GIG Economy: tutto quello che c’è da sapere

di | 19 Marzo, 2020

La GIG economy non è nuova – le persone hanno sempre fatto dei lavoretti… ma oggi, quando la maggior parte delle persone si riferisce alla “economia dei lavoretti “, parla in particolare di nuovi tipi di lavoro basati sulla tecnologia..

Così, si riferisce al fenomeno della GIG economy, il professor M. Turner, docente alla School of Business dell’Università della California ed ex direttore delle politiche pubbliche della compagnia Airbnb.

Aziende come la stessa Airbnb, Uber, Lyft, Etsy o TaskRabbit non possono fare a meno della GIG economy. Nella pratica esse fungono da mezzo attraverso il quale il lavoratore è collegato – e alla fine pagato dal – consumatore. Queste aziende rendono più facile per i lavoratori trovare un lavoro rapido e temporaneo (un gig, letteralmente un lavoretto), che può includere qualsiasi tipo di lavoro: da un’esibizione musicale alla riparazione di un rubinetto che perde.

Una delle principali differenze tra un gig e gli accordi di lavoro tradizionali, tuttavia, è che un gig è un impegno di lavoro temporaneo e il lavoratore viene pagato solo per quel lavoro specifico.

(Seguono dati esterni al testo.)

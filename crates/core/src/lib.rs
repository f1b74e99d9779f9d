//! # Ward Core
//!
//! Core business logic for a single-ward hospital.
//!
//! This crate holds the in-memory model and the operations that keep it consistent:
//! - patient and doctor directories keyed by health number and name
//! - the many-to-many doctor–patient association
//! - the one-to-one patient–bed assignment inside a bounded ward
//!
//! **No I/O**: prompting, input parsing and printing belong in `ward-console` and `ward-cli`.
//! Operations return a [`HospitalResult`] for the caller to render.

pub mod config;
pub mod constants;
pub mod doctor;
pub mod error;
pub mod hospital;
pub mod patient;
pub mod registry;
pub mod report;
pub mod ward;

pub use config::WardConfig;
pub use doctor::{Doctor, DoctorKind};
pub use error::{ErrorKind, HospitalError, HospitalResult};
pub use hospital::HospitalSystem;
pub use patient::Patient;
pub use report::HospitalSnapshot;
pub use ward::Ward;
pub use ward_types::{HealthNumber, NonEmptyText, TextError};

/// A bed label. Valid labels are the contiguous range configured for the ward.
pub type BedLabel = i64;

La GIG economy si basa dunque su contratti di lavoro temporanei e flessibili; le aziende tendono ad assumere appaltatori indipendenti e liberi professionisti anziché impiegati a tempo pieno. Questo fenomeno, sempre più in espansione, mina l’economia tradizionale dei lavoratori a tempo pieno che raramente cambiano posizione e sperano invece in un’ascesa nelle posizioni della stessa azienda.

GIG Economy: non chiamateli lavoretti

Sebbene possa suonare poco familiare, la Gig Economy non è affatto un nuovo concetto, i dati della sua repentina espansione ci giungono da oltre oceano: la quota della forza lavoro americana impiegata nella GIG economy è aumentata dal 10,1 per cento nel 2005 al 15,8 per cento nel 2015. Nel 2016, il 24 per cento degli americani ha dichiarato di aver racimolato somme consistenti dall’”economia della piattaforma digitale”, altro nome con cui spesso viene definita la Gig Economy, durante l’anno precedente (2015) e di conseguenza il numero di lavoratori autonomi è salito di oltre il 19% dal 2005 al 2015, si stima che al termine del 2020 i lavoratori indipendenti americani saranno il 40% della popolazione lavoratrice totale.

E in Italia?

Nel nostro bel paese il freno all’espansione dei gig sono le tutele per i lavoratori. Senza dei veri e propri contratti difficilmente i lavoratori vengono etichettati come dipendenti e con le conseguenti agevolazioni, pensionistiche e sanitarie, del caso. In vista della crescita inevitabile di questa forma di lavoro alternativa i governi nazionali, in primis quello italiano dovranno mettere sul tavolo delle nuove regolamentazioni: nuove leggi che permettano una maggiore tutela per gli smart workers. Al momento in Italia è riconosciuto, e solo dal 2016, il telelavoro.

L’economia delle piattaforme digitali che mina il mercato del lavoro tradizionale

Ci sono diversi motivi dietro al successo di un’economia basata sui lavori a breve termine rispetto al lavoro salariato e dipendente tradizionale. Prima di tutto nell’era digitale, la forza lavoro è sempre più mobile e il lavoro può essere svolto sempre più ovunque, in modo da separare totalmente il lavoro in sé e sede in cui svolgerlo.

Ciò significa che i liberi professionisti possono scegliere tra lavori temporanei e progetti in tutto il mondo, mentre i datori di lavoro possono selezionare le persone migliori per progetti specifici da un pool più ampio di quello disponibile in una determinata area.

La digitalizzazione ha anche contribuito direttamente a una riduzione dei lavori in quanto il software sostituisce alcuni tipi di lavoro per massimizzare l’efficienza nel tempo.

Altre motivazioni includono le pressioni finanziarie sulle imprese che portano queste ultime ad optare per una forza lavoro flessibile e l’ingresso della generazione dei Millennials nel mercato del lavoro.

La realtà attuale è che le persone tendono a cambiare lavoro più volte durante la loro vita lavorativa e l’economia dei lavoretti può essere vista come un’evoluzione di tale tendenza.